Prof. Gavin has been involved in the development of many tools for identifying dementia. In fact, the method (AD8) that is currently used by doctors and clinicians across the globe to detect dementia in people of different regions is part of his impressive portfolio, too.
The QDRS comprises of 10 questions that can be completed by almost anyone – caregivers, friends or family members. To maximize its clinical utility, the team ensured the questionnaire is brief and concise. In fact, the entire document can be printed on one page or viewed as a single screenshot. The questionnaire covers all aspects of cognitive function including: 1) attention and concentration; 2) ability to take decisions and solve problems; 3) memory and recall; 4) mood; 5) at-home activities and hobbies; 6) personal hygiene; 7) changes in behavior and personality; 8) ability to communicate and understand; 9) orientation; and 10) activities outside the home.

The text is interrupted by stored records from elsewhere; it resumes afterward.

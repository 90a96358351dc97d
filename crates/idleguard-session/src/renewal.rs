//! Renewal coordinator: refresh the credential pair off the watch task.
//!
//! The refresh call is the only operation in idleguard that waits on the
//! network. It runs in its own Tokio task so the watch keeps handling
//! clicks, activity and countdown ticks while the request is outstanding.

use std::future::Future;
use std::pin::Pin;
use std::sync::Arc;
use std::task::{Context, Poll};
use std::time::Duration;

use idleguard_token::LifetimeParser;
use tokio::task::JoinHandle;
use tracing::{debug, info, warn};

use crate::{CredentialRefresher, Session, SessionError, TokenPair};

/// Outcome of one refresh call.
#[derive(Debug)]
pub enum RenewalResult {
    /// The endpoint issued a new pair.
    Success(TokenPair),
    /// The endpoint rejected the refresh token, was unreachable, or the
    /// task died. Never retried.
    Failure(SessionError),
}

/// A single renewal: the token that was presented and what came back.
///
/// Exists only for the duration of one renewal; never persisted.
#[derive(Debug)]
pub struct RenewalAttempt {
    /// The refresh token presented to the endpoint.
    pub refresh_token: String,
    /// What the endpoint answered.
    pub result: RenewalResult,
}

impl RenewalAttempt {
    /// Whether the attempt produced a new pair.
    pub fn is_success(&self) -> bool {
        matches!(self.result, RenewalResult::Success(_))
    }
}

/// Performs credential refreshes on behalf of one session.
pub struct RenewalCoordinator<R> {
    refresher: Arc<R>,
}

impl<R> Clone for RenewalCoordinator<R> {
    fn clone(&self) -> Self {
        Self {
            refresher: Arc::clone(&self.refresher),
        }
    }
}

impl<R: CredentialRefresher> RenewalCoordinator<R> {
    /// Wraps the host's refresher.
    pub fn new(refresher: Arc<R>) -> Self {
        Self { refresher }
    }

    /// Calls the refresh endpoint once and reports the outcome.
    pub async fn renew(&self, refresh_token: String) -> RenewalAttempt {
        attempt(self.refresher.as_ref(), refresh_token).await
    }

    /// Starts a renewal in its own task.
    ///
    /// Must be called from within a Tokio runtime. Dropping the returned
    /// [`RenewalTask`] aborts the request.
    pub fn spawn(&self, refresh_token: String) -> RenewalTask {
        let refresher = Arc::clone(&self.refresher);
        let presented = refresh_token.clone();
        let handle = tokio::spawn(async move { attempt(refresher.as_ref(), refresh_token).await });
        debug!("renewal task spawned");
        RenewalTask {
            handle,
            refresh_token: presented,
        }
    }

    /// Stores a renewed pair in the session and recomputes its budget.
    ///
    /// Returns the new inactivity budget.
    pub fn commit(
        &self,
        session: &mut Session,
        tokens: TokenPair,
        parser: &LifetimeParser,
    ) -> Duration {
        let budget = session.replace_tokens(tokens, parser);
        info!(budget_ms = session.inactivity_budget_ms(), "session renewed");
        budget
    }
}

async fn attempt<R: CredentialRefresher>(refresher: &R, refresh_token: String) -> RenewalAttempt {
    if refresh_token.is_empty() {
        warn!("renewal requested without a refresh token");
        return RenewalAttempt {
            refresh_token,
            result: RenewalResult::Failure(SessionError::MissingRefreshToken),
        };
    }

    let result = match refresher.refresh(&refresh_token).await {
        Ok(tokens) => RenewalResult::Success(tokens),
        Err(e) => {
            warn!(error = %e, "credential refresh failed");
            RenewalResult::Failure(e)
        }
    };
    RenewalAttempt {
        refresh_token,
        result,
    }
}

/// Handle to an in-flight renewal.
///
/// Resolves to the [`RenewalAttempt`]. Aborts the underlying task when
/// dropped, so discarding a watch also cancels its outstanding refresh.
#[derive(Debug)]
pub struct RenewalTask {
    handle: JoinHandle<RenewalAttempt>,
    refresh_token: String,
}

impl RenewalTask {
    /// Whether the refresh call has finished (successfully or not).
    pub fn is_finished(&self) -> bool {
        self.handle.is_finished()
    }
}

impl Future for RenewalTask {
    type Output = RenewalAttempt;

    fn poll(mut self: Pin<&mut Self>, cx: &mut Context<'_>) -> Poll<Self::Output> {
        match Pin::new(&mut self.handle).poll(cx) {
            Poll::Ready(Ok(attempt)) => Poll::Ready(attempt),
            Poll::Ready(Err(e)) => Poll::Ready(RenewalAttempt {
                refresh_token: std::mem::take(&mut self.refresh_token),
                result: RenewalResult::Failure(SessionError::RenewalAborted(e.to_string())),
            }),
            Poll::Pending => Poll::Pending,
        }
    }
}

impl Drop for RenewalTask {
    fn drop(&mut self) {
        self.handle.abort();
    }
}

#[cfg(test)]
mod tests {
    use std::sync::Mutex;

    use super::*;
    use crate::UserId;

    /// Answers from a script; records every token it was shown.
    struct ScriptedRefresher {
        answer: Result<(&'static str, &'static str), &'static str>,
        delay: Duration,
        seen: Mutex<Vec<String>>,
    }

    impl ScriptedRefresher {
        fn ok(access: &'static str, refresh: &'static str) -> Self {
            Self {
                answer: Ok((access, refresh)),
                delay: Duration::ZERO,
                seen: Mutex::new(Vec::new()),
            }
        }

        fn failing(reason: &'static str) -> Self {
            Self {
                answer: Err(reason),
                delay: Duration::ZERO,
                seen: Mutex::new(Vec::new()),
            }
        }
    }

    impl CredentialRefresher for ScriptedRefresher {
        async fn refresh(&self, refresh_token: &str) -> Result<TokenPair, SessionError> {
            self.seen.lock().unwrap().push(refresh_token.to_string());
            tokio::time::sleep(self.delay).await;
            match self.answer {
                Ok((a, r)) => Ok(TokenPair::new(a, r)),
                Err(reason) => Err(SessionError::RefreshFailed(reason.into())),
            }
        }
    }

    #[tokio::test]
    async fn test_renew_success_returns_new_pair() {
        let refresher = Arc::new(ScriptedRefresher::ok("a2", "r2"));
        let coordinator = RenewalCoordinator::new(Arc::clone(&refresher));

        let attempt = coordinator.renew("r1".into()).await;

        assert!(attempt.is_success());
        assert_eq!(attempt.refresh_token, "r1");
        assert!(matches!(
            attempt.result,
            RenewalResult::Success(ref pair) if pair.refresh_token == "r2"
        ));
        assert_eq!(*refresher.seen.lock().unwrap(), vec!["r1".to_string()]);
    }

    #[tokio::test]
    async fn test_renew_failure_is_reported_not_retried() {
        let refresher = Arc::new(ScriptedRefresher::failing("revoked"));
        let coordinator = RenewalCoordinator::new(Arc::clone(&refresher));

        let attempt = coordinator.renew("r1".into()).await;

        assert!(matches!(
            attempt.result,
            RenewalResult::Failure(SessionError::RefreshFailed(ref m)) if m == "revoked"
        ));
        assert_eq!(refresher.seen.lock().unwrap().len(), 1, "no retry");
    }

    #[tokio::test]
    async fn test_renew_without_refresh_token_fails_without_calling_endpoint() {
        let refresher = Arc::new(ScriptedRefresher::ok("a2", "r2"));
        let coordinator = RenewalCoordinator::new(Arc::clone(&refresher));

        let attempt = coordinator.renew(String::new()).await;

        assert!(matches!(
            attempt.result,
            RenewalResult::Failure(SessionError::MissingRefreshToken)
        ));
        assert!(refresher.seen.lock().unwrap().is_empty());
    }

    #[tokio::test]
    async fn test_spawned_task_resolves_to_attempt() {
        let coordinator = RenewalCoordinator::new(Arc::new(ScriptedRefresher::ok("a2", "r2")));

        let attempt = coordinator.spawn("r1".into()).await;

        assert!(attempt.is_success());
    }

    #[tokio::test(start_paused = true)]
    async fn test_dropping_task_aborts_refresh() {
        let refresher = Arc::new(ScriptedRefresher {
            delay: Duration::from_secs(30),
            ..ScriptedRefresher::ok("a2", "r2")
        });
        let coordinator = RenewalCoordinator::new(Arc::clone(&refresher));

        let task = coordinator.spawn("r1".into());
        tokio::task::yield_now().await;
        drop(task);
        tokio::time::sleep(Duration::from_secs(60)).await;

        // The call started but its future was dropped before finishing;
        // the refresher's Arc is released along with it.
        assert_eq!(Arc::strong_count(&refresher), 2);
    }

    #[test]
    fn test_commit_replaces_tokens_and_budget() {
        let parser = LifetimeParser::default();
        let coordinator = RenewalCoordinator::new(Arc::new(ScriptedRefresher::ok("a2", "r2")));
        let mut session = Session::with_budget(
            Some(UserId::from("alice")),
            TokenPair::new("a1", "r1"),
            Duration::from_secs(60),
        );

        let budget = coordinator.commit(
            &mut session,
            TokenPair::new("opaque-a2", "r2"),
            &parser,
        );

        // Opaque token → fallback lifetime.
        assert_eq!(budget, parser.fallback());
        assert_eq!(session.refresh_token(), "r2");
    }
}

These 10 areas cover the important symptoms of mild cognitive impairment, Alzheimer’s disease, and non-Alzheimer’s disorders that adversely affect brain and cognitive functions.
Each question for every one of the above areas has five probable answers, depending on the severity of the symptoms. The total score is arrived at by adding up the results of the ten areas. The final scores range from 0 to 30. The higher the score, the more severe the problem.
After extensive experimenting and analyzing the results of the Quick Dementia Rating System in a clinical study, the research team is confident the QDRS is as effective as the gold standard used today to screen for the stages of dementia. According to Prof. Gavin, “This new tool empowers clinicians to get the results of full screening in a fraction of the time.”
In the study, the researchers analyzed 267 people with various forms of dementia – from Lewy Body Dementia to Alzheimer’s disease – against 32 healthy controls. The participants in the study included partners, adult children, relatives, friends and paid caregivers who completed the QDRS.
“The QDRS has the potential to provide a clearer, more accurate staging for patients unable to see more specialized clinicians and get them the treatment, referrals and community services they so desperately need,” explained Prof. Gavin.
The Quick Dementia Rating System is copyrighted and permission to use it is required. However, it is available to clinicians, researchers and not-for-profit organization, for free.
Galvin and his team are now working to improve clinical detection by combining high density Electro-encephalography, Magnetic Resonance Imaging, Positron Emission Tomography and Cerebrospinal fluid biomarkers to characterize and differentiate Lewy Body Dementia from healthy aging and other degenerative diseases of the brain.
The findings were published in Alzheimer’s & Dementia.